Sarah Weinman (~190k followers on Twitter) is Publishers Marketplace’s news editor. I don’t know what the first sentence of her tweet references. I think many who read it will passively decide to avoid my books and view me as distrustful (understandably, I feel, given the information’s source and how it’s stated without evidence, almost tiredly, like an old/common knowledge).
Earlier I was thinking: What if I had kids to support? What if something happens to someone in my family resulting in huge medical bills? What if, due to intermittent libel the next fifteen years, I’m unable, for example, to financially support my parents, or my own family? I think I’d feel very angry probably toward Sarah Weinman’s tweet, which I think is 100% untrue and, if unchallenged, will probably negatively affect (1) my long-term financial situation (2) the level of equality/”fairness” in the world.
Based on what I know about her I think Sarah Weinman (like most people I know in publishing, including myself) probably would support greater equality/”fairness” in the world. Probably almost every person reading this right now (despite how libelous each of you are) would.

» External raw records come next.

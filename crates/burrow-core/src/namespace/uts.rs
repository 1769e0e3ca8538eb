//! UTS namespace isolation.
//!
//! Allows the sandboxed command to have its own hostname without
//! touching the host's.

use std::ffi::OsStr;

use burrow_common::error::{BurrowError, Result};

/// Creates a new UTS namespace for the calling process.
///
/// # Errors
///
/// Returns an error if the `unshare(CLONE_NEWUTS)` syscall fails.
#[cfg(target_os = "linux")]
pub fn create_uts_namespace() -> Result<()> {
    use nix::sched::{CloneFlags, unshare};

    unshare(CloneFlags::CLONE_NEWUTS).map_err(|e| BurrowError::Isolation {
        message: format!("UTS namespace creation failed: {e}"),
    })?;
    tracing::debug!("UTS namespace created");
    Ok(())
}

/// Stub for non-Linux platforms.
///
/// # Errors
///
/// Always returns an error: UTS namespaces require Linux.
#[cfg(not(target_os = "linux"))]
pub fn create_uts_namespace() -> Result<()> {
    Err(BurrowError::Isolation {
        message: "Linux required for UTS namespaces".into(),
    })
}

/// Sets the hostname of the current UTS namespace.
///
/// Does not allocate, so it may run between `fork(2)` and `exec(2)`.
///
/// # Errors
///
/// Returns the raw OS error if `sethostname(2)` fails.
#[cfg(target_os = "linux")]
pub fn set_hostname(hostname: &OsStr) -> std::io::Result<()> {
    nix::unistd::sethostname(hostname).map_err(std::io::Error::from)
}

/// Stub for non-Linux platforms.
///
/// # Errors
///
/// Always returns `Unsupported`.
#[cfg(not(target_os = "linux"))]
pub fn set_hostname(_hostname: &OsStr) -> std::io::Result<()> {
    Err(std::io::Error::from(std::io::ErrorKind::Unsupported))
}
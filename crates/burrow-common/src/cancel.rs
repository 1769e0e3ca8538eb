//! Cooperative cancellation with an optional deadline.
//!
//! Long-running stages (blob downloads, archive extraction) poll a
//! [`CancelToken`] between chunks so that an interrupt or an expired
//! deadline stops the session at a point where cleanup can still run.

use std::sync::Arc;
use std::sync::atomic::{AtomicBool, Ordering};
use std::time::{Duration, Instant};

use crate::error::{BurrowError, Result};

/// Shared cancellation flag plus an optional absolute deadline.
///
/// Clones share the same flag; cancelling one cancels all of them.
#[derive(Debug, Clone, Default)]
pub struct CancelToken {
    flag: Arc<AtomicBool>,
    deadline: Option<Instant>,
}

impl CancelToken {
    /// Creates a token that is never cancelled unless [`cancel`](Self::cancel) is called.
    #[must_use]
    pub fn new() -> Self {
        Self::default()
    }

    /// Returns a token sharing this flag that also expires after `timeout`.
    #[must_use]
    pub fn with_deadline(&self, timeout: Duration) -> Self {
        let deadline = Instant::now().checked_add(timeout);
        Self {
            flag: Arc::clone(&self.flag),
            deadline: match (self.deadline, deadline) {
                (Some(a), Some(b)) => Some(a.min(b)),
                (a, b) => a.or(b),
            },
        }
    }

    /// Requests cancellation of every clone of this token.
    pub fn cancel(&self) {
        if !self.flag.swap(true, Ordering::SeqCst) {
            tracing::warn!("cancellation requested, cleaning up");
        }
    }

    /// Returns whether cancellation was requested.
    #[must_use]
    pub fn is_cancelled(&self) -> bool {
        self.flag.load(Ordering::SeqCst)
    }

    /// Returns the time left before the deadline, if one is set.
    #[must_use]
    pub fn remaining(&self) -> Option<Duration> {
        self.deadline
            .map(|d| d.saturating_duration_since(Instant::now()))
    }

    /// Fails if the token was cancelled or its deadline has passed.
    ///
    /// # Errors
    ///
    /// Returns `BurrowError::Cancelled` naming `stage`.
    pub fn check(&self, stage: &str) -> Result<()> {
        if self.is_cancelled() {
            return Err(BurrowError::Cancelled {
                stage: stage.into(),
                reason: "interrupted".into(),
            });
        }
        if self.remaining().is_some_and(|left| left.is_zero()) {
            return Err(BurrowError::Cancelled {
                stage: stage.into(),
                reason: "deadline exceeded".into(),
            });
        }
        Ok(())
    }
}
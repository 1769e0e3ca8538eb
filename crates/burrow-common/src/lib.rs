//! # burrow-common
//!
//! Shared types, error definitions, configuration models, and constants
//! used across the entire burrow workspace.
//!
//! This crate is the leaf of the dependency graph. It depends on no other
//! internal crate and provides the primitives every other crate builds upon.

#![cfg_attr(test, allow(clippy::expect_used, clippy::unwrap_used))]

pub mod cancel;
pub mod config;
pub mod constants;
pub mod error;
pub mod types;
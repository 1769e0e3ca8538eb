//! SHA-256 content verification.
//!
//! Blobs are hashed while they stream to disk, so verification costs no
//! second pass over the archive.

use std::io::{self, Read, Write};

use burrow_common::error::{BurrowError, Result};
use burrow_common::types::Digest;
use sha2::{Digest as _, Sha256};

/// Writer adapter that hashes and counts everything written through it.
#[derive(Debug)]
pub struct HashingWriter<W> {
    inner: W,
    hasher: Sha256,
    written: u64,
}

impl<W: Write> HashingWriter<W> {
    /// Wraps `inner`.
    pub fn new(inner: W) -> Self {
        Self {
            inner,
            hasher: Sha256::new(),
            written: 0,
        }
    }

    /// Returns the number of bytes written so far.
    pub const fn written(&self) -> u64 {
        self.written
    }

    /// Flushes the inner writer and returns it with the digest of all bytes written.
    ///
    /// # Errors
    ///
    /// Returns an error if flushing fails.
    pub fn finish(mut self) -> io::Result<(W, Digest)> {
        self.inner.flush()?;
        let hex = format!("{:x}", self.hasher.finalize());
        let digest = Digest::sha256(&hex)
            .map_err(|e| io::Error::new(io::ErrorKind::InvalidData, e.to_string()))?;
        Ok((self.inner, digest))
    }
}

impl<W: Write> Write for HashingWriter<W> {
    fn write(&mut self, buf: &[u8]) -> io::Result<usize> {
        let n = self.inner.write(buf)?;
        self.hasher.update(&buf[..n]);
        self.written += n as u64;
        Ok(n)
    }

    fn flush(&mut self) -> io::Result<()> {
        self.inner.flush()
    }
}

/// Checks that `actual` matches `expected`.
///
/// # Errors
///
/// Returns `BurrowError::HashMismatch` if the digests differ, or
/// `BurrowError::Config` if `expected` uses an algorithm other than SHA-256.
pub fn validate_digest(resource: &str, expected: &Digest, actual: &Digest) -> Result<()> {
    if !expected.is_sha256() {
        return Err(BurrowError::Config {
            message: format!(
                "cannot verify {resource}: unsupported digest algorithm {}",
                expected.algorithm()
            ),
        });
    }
    if expected != actual {
        return Err(BurrowError::HashMismatch {
            resource: resource.into(),
            expected: expected.to_string(),
            actual: actual.to_string(),
        });
    }
    Ok(())
}

/// Reads `reader` to the end and returns its SHA-256 digest.
///
/// # Errors
///
/// Returns the underlying read error.
pub fn digest_reader<R: Read>(mut reader: R) -> io::Result<Digest> {
    let mut writer = HashingWriter::new(io::sink());
    let _ = io::copy(&mut reader, &mut writer)?;
    writer.finish().map(|(_, digest)| digest)
}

I’ve read so much libel—so many false, unsupported statements that damage an other individual’s reputation or financial status—recently, almost exclusively by those in positions of greater power and influence than their targets, that I want to discuss this specific instance with Sarah Weinman in like a Gmail chat, or at least “call her out” on it.
As news editor of an influential venue in publishing, her tweet is maybe equivalent to, say, the New York Times printing an article that reads in entirety: “The restaurant Pure Food and Wine has been running a long con for years. So of course you’d be upset if you ate dinner there.”
Go here if you want to raise awareness on this & influence Sarah Weinman to engage me in an earnest discussion regarding her tweet.
I feel similarly as when ~1.5yrs ago I posted this in response to one of the dozens, it seemed, of journalists posting false information on Tumblr and elsewhere that served to discredit and disempower their comparatively, already disempowered targets (much like children cruelly and remorselessly targeting the weaker among them).
One effect, I think, of this top-down libel is that the rich get richer and the poor get poorer—which bafflingly seems, to me, based on what I’ve read, like what Sarah Weinman (and others who routinely or sometimes state unsupported facts while in a mode of journalism and not, say, comedy or theatre) would be strongly against.